ADHD and Kids

Understanding attention-deficit hyperactivity disorder in children

(RxWiki News) Do you feel like your child might have ADHD? It's time to take a close look and get the facts straight.

Attention-deficit hyperactivity disorder (ADHD) is a brain condition that is common among children. In the United States, 3 to 5 percent of children are diagnosed with ADHD. The average age of diagnosis is around 7 years old. Usually, parents or teachers start realizing that a child may be out of control and have behavior issues that other children of the same age do not have.

ADHD causes children to struggle with attention, organization or overactivity. Symptoms of ADHD can include the following:

  • Talking too much
  • Not being able to pay attention
  • Daydreaming
  • Being easily distracted from playing or schoolwork
  • Being forgetful
  • Interrupting people
  • Being unable to stay still
  • Talking and acting without thinking

Although there is no cure, there are many ways to treat and manage this condition through therapy and medication. Behavioral therapy is considered first-line treatment for preschool-age children.

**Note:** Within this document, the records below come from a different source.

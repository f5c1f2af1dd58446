#[derive(Clone, Copy, Debug)]
pub struct MenuGlyphs<'a> {
    /// Repeated across the panel width for separator rows.
    pub separator: &'a str,
    /// Trailing marker of rows that open a submenu.
    pub submenu: &'a str,
}

impl MenuGlyphs<'static> {
    pub const fn unicode() -> Self {
        Self {
            separator: "─",
            submenu: "▶",
        }
    }

    pub const fn ascii() -> Self {
        Self {
            separator: "-",
            submenu: ">",
        }
    }
}

impl Default for MenuGlyphs<'static> {
    fn default() -> Self {
        Self::unicode()
    }
}
//! Declarative context-menu trees: hierarchical, shortcut-bound, conditionally
//! visible actions attached to any number of widgets, with a ratatui popup renderer.
//!
//! Feature flags:
//! - `keymap`: crossterm-based popup key bindings, `Shortcut::matches` and
//!   `RetainedWidget::dispatch_key`.

mod action;
mod declaration;
mod error;
mod glyphs;
#[cfg(feature = "keymap")]
mod keymap;
mod path;
pub mod prelude;
mod registry;
mod retained;
mod shortcut;
mod state;
mod style;
mod toolkit;
mod tree;
mod widget;

pub use action::{MenuEvent, PopupAction};
pub use declaration::{ActionCallback, ActionDecl, ActionSpec, BoxError, Priority, Validator};
pub use error::MenuError;
pub use glyphs::MenuGlyphs;
#[cfg(feature = "keymap")]
pub use keymap::{KeymapProfile, PopupKeyBindings};
pub use path::ActionPath;
pub use registry::MenuRegistry;
pub use retained::{
    Dismiss, MenuEntry, Presenter, Retained, RetainedAction, RetainedMenu, RetainedMenuBar,
    RetainedWidget,
};
pub use shortcut::{Shortcut, ShortcutScope};
pub use state::PopupMenuState;
pub use style::PopupMenuStyle;
pub use toolkit::{
    ContextMenuHandler, ContextMenuPolicy, Menu, MenuAction, MenuBar, Point, Toolkit,
    TriggerHandler, Widget,
};
pub use tree::{ActionBuilder, MenuTree, MenuTreeConfig};
pub use widget::PopupMenu;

In terms of medications, there are many options, such as dextroamphetamine (Adderall), methylphenidate (Ritalin) and atomoxetine (Strattera). These medications can improve concentration, reduce overactive or impulsive behaviors and generally have a relaxing effect in people who have ADHD. Your health care provider will help you decide which medication is most appropriate for your child.

Furthermore, it may be effective to create more structure at home by making schedules, reinforcing routines and rewarding good behavior. Talking to your child’s teachers can also help create a better school environment for your child.

Keep in mind that children with ADHD usually do not grow out of it. It is important to make sure medications and therapies are properly managing your child’s ADHD. Sometimes, a dose change or medication substitution may be necessary.

If you think your child might have ADHD, talk to your health care provider or a mental health specialist.